[Le Cycle de Sang] Fin des Préliminaires: Prenez et mangez-en tous...
" Quand les justes se multiplieront, le monde sera dans la joie, et quand les méchants prendront le gouvernement, le peuple gémira. "
La Bible: Ancien testament, Proverbes, Chapitre 29, verset 2
Rêvait-elle? Son subconscient la tourmentait-il? Pourtant tout semblait si réel. Tout semblait à la fois palpable et pourtant si éthéré, fuyant, glissant comme une trame mal consolidée...
Elle se voyait vivre son existence. Elle n'était plus que spectatrice du défilement de ses jours, ses actes, ses pensées.
Avait-elle réellement oté les bijoux ensorcelés qui contenaient sa hargne et son pouvoir destructeur?

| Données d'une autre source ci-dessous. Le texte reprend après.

//! In-memory cloud for handler tests
//!
//! Implements every API trait over hash maps, counts calls by method name and
//! can replay injected failures or report freshly created objects in a
//! transient state for a number of reads.

use std::collections::{HashMap, VecDeque};
use std::sync::atomic::{AtomicUsize, Ordering};
use std::sync::{Arc, Mutex, MutexGuard};
use std::time::Duration;

use async_trait::async_trait;
use meridian_core::provider::{Operation, OperationContext};
use meridian_core::resource::{ResourceData, Value};

use crate::api::baremetal::{
    BaremetalApi, CreateServerRequest, InstallServerRequest, Server, ServerInstall, ServerOption,
    UpdateServerRequest,
};
use crate::api::instance::{
    CreateIpRequest, CreateSnapshotRequest, CreateVolumeRequest, InstanceApi, Ip, ListFilter, Snapshot,
    UpdateIpRequest, UpdateSnapshotRequest, UpdateVolumeRequest, Volume, VolumeRef,
};
use crate::api::lb::{CreateLbRequest, Lb, LbApi, LbIp, LbPrivateNetwork, LbPrivateNetworks, UpdateLbRequest};
use crate::api::vpc::{CreatePrivateNetworkRequest, PrivateNetwork, UpdatePrivateNetworkRequest, VpcApi};
use crate::api::vpcgw::{
    CreateGatewayNetworkRequest, CreateGatewayRequest, Gateway, GatewayApi, GatewayIp, GatewayNetwork, GatewayType,
    UpdateGatewayNetworkRequest, UpdateGatewayRequest,
};
use crate::config::RetrySettings;
use crate::envelope::Patch;
use crate::errors::{ApiError, ScalewayError, ScalewayResult};
use crate::locality::{Region, Zone};
use crate::provider::Meta;
use crate::scope::ClientDefaults;

pub(crate) const PROJECT: &str = "11111111-2222-3333-4444-555555555555";

fn lock<T>(mutex: &Mutex<T>) -> MutexGuard<'_, T> {
    mutex.lock().unwrap()
}

fn apply<T>(field: &mut T, patch: &Patch<T>)
where
    T: Clone + Default,
{
    match patch {
        Patch::Omit => {}
        Patch::Clear => *field = T::default(),
        Patch::Set(value) => *field = value.clone(),
    }
}

pub(crate) fn not_found(kind: &str) -> ScalewayError {
    ScalewayError::Api(ApiError::new(404, format!("{} not found", kind)).with_type("not_found"))
}

pub(crate) fn transient_state(kind: &str) -> ScalewayError {
    ScalewayError::Api(
        ApiError::new(409, format!("{} is in a transient state", kind)).with_type("transient_state"),
    )
}

/// Handler metadata with zero polling waits and `fr-par-1` defaults
pub(crate) fn meta() -> Arc<Meta> {
    Arc::new(Meta::new(
        ClientDefaults {
            zone: Some("fr-par-1".parse().unwrap()),
            region: Some("fr-par".parse().unwrap()),
            project_id: Some(PROJECT.to_string()),
            organization_id: None,
        },
        RetrySettings::for_tests(),
    ))
}

pub(crate) fn ctx(operation: Operation) -> OperationContext {
    OperationContext::new(operation, Duration::from_secs(60))
}

pub(crate) fn attrs(pairs: Vec<(&str, Value)>) -> HashMap<String, Value> {
    pairs.into_iter().map(|(k, v)| (k.to_string(), v)).collect()
}

/// Handle for a resource about to be created
pub(crate) fn planned(resource_type: &str, pairs: Vec<(&str, Value)>) -> ResourceData {
    ResourceData::new(resource_type, attrs(pairs))
}

/// Handle for an update: the persisted state with `changes` applied on top
pub(crate) fn changed(state: &ResourceData, changes: Vec<(&str, Value)>) -> ResourceData {
    let mut planned = state.attributes().clone();
    planned.extend(attrs(changes));
    ResourceData::existing(state.resource_type(), state.id(), state.attributes().clone(), planned)
}

/// Handle for a read or delete of the persisted state
pub(crate) fn persisted(state: &ResourceData) -> ResourceData {
    ResourceData::from_state(state.resource_type(), state.id(), state.attributes().clone())
}

#[derive(Default)]
pub(crate) struct FakeCloud {
    pub ips: Mutex<HashMap<String, Ip>>,
    pub volumes: Mutex<HashMap<String, Volume>>,
    pub snapshots: Mutex<HashMap<String, Snapshot>>,
    pub private_networks: Mutex<HashMap<String, PrivateNetwork>>,
    pub gateways: Mutex<HashMap<String, Gateway>>,
    pub gateway_networks: Mutex<HashMap<String, GatewayNetwork>>,
    pub lbs: Mutex<HashMap<String, Lb>>,
    pub lb_attachments: Mutex<HashMap<String, Vec<LbPrivateNetwork>>>,
    pub servers: Mutex<HashMap<String, Server>>,
    calls: Mutex<Vec<String>>,
    failures: Mutex<HashMap<String, VecDeque<ScalewayError>>>,
    transient_reads: AtomicUsize,
    settling: Mutex<HashMap<String, usize>>,
}

impl FakeCloud {
    pub fn new() -> Arc<Self> {
        Arc::new(Self::default())
    }

    /// Report new objects in a transient state for their first `reads` reads
    pub fn with_transient_reads(self: Arc<Self>, reads: usize) -> Arc<Self> {
        self.transient_reads.store(reads, Ordering::SeqCst);
        self
    }

    /// Fail the next call to `method` with `error`
    pub fn fail_next(&self, method: &str, error: ScalewayError) {
        lock(&self.failures)
            .entry(method.to_string())
            .or_default()
            .push_back(error);
    }

    /// Number of calls to `method`
    pub fn calls(&self, method: &str) -> usize {
        lock(&self.calls).iter().filter(|c| c.as_str() == method).count()
    }

    /// Every call so far, in order
    pub fn call_log(&self) -> Vec<String> {
        lock(&self.calls).clone()
    }

    /// Number of calls to any method starting with `prefix`
    pub fn calls_starting_with(&self, prefix: &str) -> usize {
        lock(&self.calls).iter().filter(|c| c.starts_with(prefix)).count()
    }

    fn record(&self, method: &str) -> ScalewayResult<()> {
        lock(&self.calls).push(method.to_string());
        match lock(&self.failures).get_mut(method).and_then(VecDeque::pop_front) {
            Some(error) => Err(error),
            None => Ok(()),
        }
    }

    fn created(&self) -> String {
        let id = uuid::Uuid::new_v4().to_string();
        let reads = self.transient_reads.load(Ordering::SeqCst);
        if reads > 0 {
            lock(&self.settling).insert(id.clone(), reads);
        }
        id
    }

    /// Returns true while `id` should still be reported as transient
    fn is_settling(&self, id: &str) -> bool {
        let mut settling = lock(&self.settling);
        match settling.get_mut(id) {
            Some(remaining) if *remaining > 0 => {
                *remaining -= 1;
                true
            }
            _ => false,
        }
    }

    fn fetch<T: Clone>(&self, store: &Mutex<HashMap<String, T>>, id: &str, kind: &str) -> ScalewayResult<T> {
        lock(store).get(id).cloned().ok_or_else(|| not_found(kind))
    }

    fn remove<T>(&self, store: &Mutex<HashMap<String, T>>, id: &str, kind: &str) -> ScalewayResult<()> {
        lock(store).remove(id).map(|_| ()).ok_or_else(|| not_found(kind))
    }

    pub fn insert_ip(&self, zone: &str, address: &str) -> Ip {
        let ip = Ip {
            id: uuid::Uuid::new_v4().to_string(),
            address: address.to_string(),
            project: PROJECT.to_string(),
            zone: zone.to_string(),
            ..Ip::default()
        };
        lock(&self.ips).insert(ip.id.clone(), ip.clone());
        ip
    }

    pub fn insert_lb(&self, zone: &str, name: &str) -> Lb {
        let lb = Lb {
            id: uuid::Uuid::new_v4().to_string(),
            name: name.to_string(),
            status: "ready".to_string(),
            lb_type: "LB-S".to_string(),
            project_id: PROJECT.to_string(),
            zone: zone.to_string(),
            ..Lb::default()
        };
        lock(&self.lbs).insert(lb.id.clone(), lb.clone());
        lb
    }

    pub fn insert_volume(&self, zone: &str, name: &str) -> Volume {
        let volume = Volume {
            id: uuid::Uuid::new_v4().to_string(),
            name: name.to_string(),
            size: 20_000_000_000,
            volume_type: "b_ssd".to_string(),
            state: "available".to_string(),
            project: PROJECT.to_string(),
            zone: zone.to_string(),
            ..Volume::default()
        };
        lock(&self.volumes).insert(volume.id.clone(), volume.clone());
        volume
    }

    pub fn insert_private_network(&self, region: &str, name: &str) -> PrivateNetwork {
        let pn = PrivateNetwork {
            id: uuid::Uuid::new_v4().to_string(),
            name: name.to_string(),
            project_id: PROJECT.to_string(),
            region: region.to_string(),
            ..PrivateNetwork::default()
        };
        lock(&self.private_networks).insert(pn.id.clone(), pn.clone());
        pn
    }
}

fn project_matches(filter: Option<&str>, project: &str) -> bool {
    filter.is_none_or(|p| p == project)
}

Avait-elle vraiment continué à vivoter son quotidien sans qu'il ne se passe rien, sans que personne ne hurle de son geste?

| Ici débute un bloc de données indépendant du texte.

//! scaleway_instance_ip - Flexible IP of the instance API

use std::sync::Arc;

use async_trait::async_trait;
use meridian_core::diagnostics::Diagnostics;
use meridian_core::provider::{OperationContext, ProviderResult, ResourceContract, Timeouts};
use meridian_core::resource::ResourceData;
use meridian_core::schema::{AttributeSchema, AttributeType, ResourceSchema};

use crate::api::InstanceApi;
use crate::api::instance::{CreateIpRequest, Ip, UpdateIpRequest};
use crate::envelope::{
    GonePolicy, Patch, default_timeouts, downgrade_to_warning, flatten_model, ignore_not_found, read_or_tombstone,
    retry_update_reverse,
};
use crate::errors::{ErrorKind, ScalewayResult};
use crate::locality::{Zone, flatten_zoned_id, new_zoned_id, parse_zoned_id};
use crate::provider::Meta;
use crate::resources::{organization_id_attribute, project_id_attribute, surface, tags_attribute, zone_attribute};
use crate::scope::{extract_project_id, extract_zone};
use crate::waiter::Domain;

pub const TYPE_NAME: &str = "scaleway_instance_ip";

pub fn schema() -> ResourceSchema {
    ResourceSchema::new(TYPE_NAME)
        .with_description("Flexible IP address attached to instances")
        .attribute(
            AttributeSchema::new("address", AttributeType::String)
                .computed()
                .with_description("The IP address")
                .with_api_field("address"),
        )
        .attribute(
            AttributeSchema::new("reverse", AttributeType::String)
                .optional()
                .computed()
                .with_description("The reverse DNS for this IP"),
        )
        .attribute(
            AttributeSchema::new("server_id", AttributeType::String)
                .computed()
                .with_description("The server associated with this IP"),
        )
        .attribute(tags_attribute())
        .attribute(zone_attribute())
        .attribute(project_id_attribute("project"))
        .attribute(organization_id_attribute("organization"))
}

#[derive(Clone)]
pub struct InstanceIpResource {
    api: Arc<dyn InstanceApi>,
    meta: Arc<Meta>,
}

impl InstanceIpResource {
    pub fn new(api: Arc<dyn InstanceApi>, meta: Arc<Meta>) -> Self {
        Self { api, meta }
    }

    async fn create_ip(&self, ctx: &OperationContext, d: &mut ResourceData) -> ScalewayResult<Diagnostics> {
        let zone = extract_zone(d, &self.meta.defaults)?.scope;
        let request = CreateIpRequest {
            project: extract_project_id(d, &self.meta.defaults),
            tags: d.get_string_list("tags"),
        };

        let ip = self.api.create_ip(&zone, &request).await?;
        d.set_id(new_zoned_id(&zone, &ip.id));
        log::info!("created {} {}", TYPE_NAME, d.id());

        if let Some(reverse) = d.get_string("reverse") {
            let request = UpdateIpRequest {
                reverse: Patch::Set(reverse.to_string()),
                ..UpdateIpRequest::default()
            };
            self.update_reverse(ctx, &zone, &ip.id, &request).await?;
        }

        self.read_ip(ctx, d).await
    }

    pub(crate) async fn read_ip(&self, _ctx: &OperationContext, d: &mut ResourceData) -> ScalewayResult<Diagnostics> {
        let (zone, id) = parse_zoned_id(d.id())?;
        let result = self.api.get_ip(&zone, &id).await;
        let Some(ip) = read_or_tombstone(d, result, GonePolicy::NotFoundOrForbidden)? else {
            return Ok(Diagnostics::new());
        };
        flatten_ip(&zone, &ip, d)?;
        Ok(Diagnostics::new())
    }

    async fn update_ip(&self, ctx: &OperationContext, d: &mut ResourceData) -> ScalewayResult<Diagnostics> {
        let (zone, id) = parse_zoned_id(d.id())?;
        let request = UpdateIpRequest {
            reverse: Patch::<String>::string_change(d, "reverse"),
            tags: Patch::<Vec<String>>::list_change(d, "tags"),
        };

        if !request.is_empty() {
            self.update_reverse(ctx, &zone, &id, &request).await?;
        }

        self.read_ip(ctx, d).await
    }

    async fn delete_ip(&self, _ctx: &OperationContext, d: &mut ResourceData) -> ScalewayResult<Diagnostics> {
        let (zone, id) = parse_zoned_id(d.id())?;
        let mut diags = Diagnostics::new();

        let result = ignore_not_found(self.api.delete_ip(&zone, &id).await);
        downgrade_to_warning(
            result,
            &[ErrorKind::Forbidden, ErrorKind::Conflict, ErrorKind::PreconditionFailed],
            "IP was not released",
            &mut diags,
        )?;
        Ok(diags)
    }

    /// Send the update, waiting for a new reverse DNS record to resolve
    async fn update_reverse(
        &self,
        ctx: &OperationContext,
        zone: &Zone,
        id: &str,
        request: &UpdateIpRequest,
    ) -> ScalewayResult<()> {
        let api = &self.api;
        retry_update_reverse(
            ctx,
            move || async move { api.update_ip(zone, id, request).await.map(|_| ()) },
            ctx.timeout,
            self.meta.poll_interval(Domain::Instance),
        )
        .await
    }
}

fn flatten_ip(zone: &Zone, ip: &Ip, d: &mut ResourceData) -> ScalewayResult<()> {
    flatten_model(&schema(), ip, d)?;
    d.set("reverse", ip.reverse.clone().unwrap_or_default());
    d.set(
        "server_id",
        ip.server
            .as_ref()
            .map(|server| flatten_zoned_id(zone, &server.id))
            .unwrap_or_default(),
    );
    Ok(())
}

#[async_trait]
impl ResourceContract for InstanceIpResource {
    fn type_name(&self) -> &'static str {
        TYPE_NAME
    }

    fn schema(&self) -> ResourceSchema {
        schema()
    }

    fn timeouts(&self) -> Timeouts {
        default_timeouts(Domain::Instance)
    }

    async fn create(&self, ctx: &OperationContext, d: &mut ResourceData) -> ProviderResult<Diagnostics> {
        let result = self.create_ip(ctx, d).await;
        surface(d, result)
    }

    async fn read(&self, ctx: &OperationContext, d: &mut ResourceData) -> ProviderResult<Diagnostics> {
        let result = self.read_ip(ctx, d).await;
        surface(d, result)
    }

    async fn update(&self, ctx: &OperationContext, d: &mut ResourceData) -> ProviderResult<Diagnostics> {
        let result = self.update_ip(ctx, d).await;
        surface(d, result)
    }

    async fn delete(&self, ctx: &OperationContext, d: &mut ResourceData) -> ProviderResult<Diagnostics> {
        let result = self.delete_ip(ctx, d).await;
        surface(d, result)
    }
}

Ap'Poh secoua la tête, histoire de tenter de remettre en place ses idées, perdues dans la brume de la confusion. Elle se tenait debout, dans la ruelle éclairée du soleil matinal, devant la Taverne de la Cité. L'enseigne en bois peint représentait toujours un Arbre de Vie.
Elle attendait. Quelqu'un devait la rejoindre. Quelqu'un de très cher lui semblait-il. L'un de ses précepteurs l'avait-il conviée à une leçon dans" la salle de classe habituelle"? N'avait-elle pas rencontré ce doux jeune homme aux cheveux blonds comme les blés et au sourire si ravageur? Ne lui avait-il pas proposé un premier rendez-vous ici?

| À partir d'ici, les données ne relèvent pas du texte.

//! scaleway_instance_volume data source - Look up a volume by name or ID

use std::sync::Arc;

use async_trait::async_trait;
use meridian_core::diagnostics::Diagnostics;
use meridian_core::provider::{DataSourceContract, OperationContext, ProviderResult};
use meridian_core::resource::ResourceData;
use meridian_core::schema::ResourceSchema;

use crate::api::InstanceApi;
use crate::api::instance::ListFilter;
use crate::data_sources::{lookup_schema, missing_lookup};
use crate::datasource::{ensure_found, find_exact, zoned_lookup_id};
use crate::errors::ScalewayResult;
use crate::locality::new_zoned_id;
use crate::provider::Meta;
use crate::resources::instance_volume::{self, InstanceVolumeResource};
use crate::resources::surface;
use crate::scope::extract_zone;

pub struct InstanceVolumeDataSource {
    api: Arc<dyn InstanceApi>,
    resource: InstanceVolumeResource,
    meta: Arc<Meta>,
}

impl InstanceVolumeDataSource {
    pub fn new(api: Arc<dyn InstanceApi>, meta: Arc<Meta>) -> Self {
        Self {
            resource: InstanceVolumeResource::new(api.clone(), meta.clone()),
            api,
            meta,
        }
    }

    async fn lookup(&self, ctx: &OperationContext, d: &mut ResourceData) -> ScalewayResult<Diagnostics> {
        let defaults = &self.meta.defaults;
        let id = match d.get_string("volume_id") {
            Some(raw) => zoned_lookup_id(d, defaults, raw)?.1,
            None => {
                let name = d
                    .get_string("name")
                    .ok_or_else(|| missing_lookup("name", "volume_id"))?;
                let zone = extract_zone(d, defaults)?.scope;
                let filter = ListFilter {
                    name: Some(name.to_string()),
                    project: d.get_string("project_id").map(str::to_string),
                };
                // The name filter matches substrings
                let volumes = self.api.list_volumes(&zone, &filter).await?;
                let volume = find_exact(volumes, |v| v.name == name, "volume", name)?;
                new_zoned_id(&zone, &volume.id)
            }
        };

        d.set_id(id.clone());
        d.set("volume_id", id.clone());
        let diags = self.resource.read_volume(ctx, d).await?;
        ensure_found(d, "volume", &id)?;
        Ok(diags)
    }
}

#[async_trait]
impl DataSourceContract for InstanceVolumeDataSource {
    fn type_name(&self) -> &'static str {
        instance_volume::TYPE_NAME
    }

    fn schema(&self) -> ResourceSchema {
        lookup_schema(&instance_volume::schema(), "name", "volume_id")
    }

    async fn read(&self, ctx: &OperationContext, d: &mut ResourceData) -> ProviderResult<Diagnostics> {
        let result = self.lookup(ctx, d).await;
        surface(d, result)
    }
}

#[cfg(test)]
mod tests {
    use super::*;
    use meridian_core::provider::Operation;
    use meridian_core::resource::Value;

    use crate::test_support::{FakeCloud, ctx, meta, planned};

    #[tokio::test]
    async fn substring_matches_are_discarded() {
        let cloud = FakeCloud::new();
        cloud.insert_volume("fr-par-1", "data-old");
        let data = cloud.insert_volume("fr-par-1", "data");

        let mut d = planned(instance_volume::TYPE_NAME, vec![("name", Value::from("data"))]);
        InstanceVolumeDataSource::new(cloud.clone(), meta())
            .read(&ctx(Operation::Read), &mut d)
            .await
            .unwrap();

        assert_eq!(d.id(), format!("fr-par-1/{}", data.id));
        assert_eq!(d.get_int("size_in_gb"), Some(20));
        assert_eq!(d.get_string("type"), Some("b_ssd"));
    }

    #[tokio::test]
    async fn id_is_rescoped_to_the_operation_zone() {
        let cloud = FakeCloud::new();
        let volume = cloud.insert_volume("nl-ams-1", "data");

        let mut d = planned(
            instance_volume::TYPE_NAME,
            vec![("volume_id", Value::from(format!("nl-ams-1/{}", volume.id)))],
        );
        InstanceVolumeDataSource::new(cloud.clone(), meta())
            .read(&ctx(Operation::Read), &mut d)
            .await
            .unwrap();
        assert_eq!(d.id(), format!("fr-par-1/{}", volume.id));
        assert_eq!(d.get_string("volume_id"), Some(d.id()));
    }
}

Sentiment de déjà-vu. Elle eut un spasme, un haut-le-coeur. Vertige d'un dérapage dans l'espace-temps. Dans l'inifinité d'une seconde, elle se vit ici au même endroit, dans une atmosphère pesante rouge sang, les portes des maisonnettes de la Cité grinçant au vent, ouvertes sur leurs gonds, arrachées. La Taverne était en ruine. Une odeur pestilentielle s'en échappait. L'enseigne était remplacé par le corps de ce même jeune homme blond. Corps "planté", empalé, écrasé dans l'équerre du mur supportant habituellement l'Arbre de vie stylisé. Corps dégoulinant de boyaux. Corps se désèchant dans une fournaise inhabituelle pour un matin. L'horizon montrait un brasier gigantesque. Le monde était en feu...Les âmes criaient au loin. Des ombres avançaient vers elle, menaçantes, grimaçantes...Elle croyait y reconnaître les silhouettes de ses oncles et tantes, des habitants de la Cité...
Puis ce déjà-vu passa et elle se retrouva dans la sérenité de cette matinée somme toute très triste et engourdissante. Elle retenait sa respiration. Angoissée. Une douleur commençait à lui vriller la poitrine. Reprendre un peu d'oxygène! Allons!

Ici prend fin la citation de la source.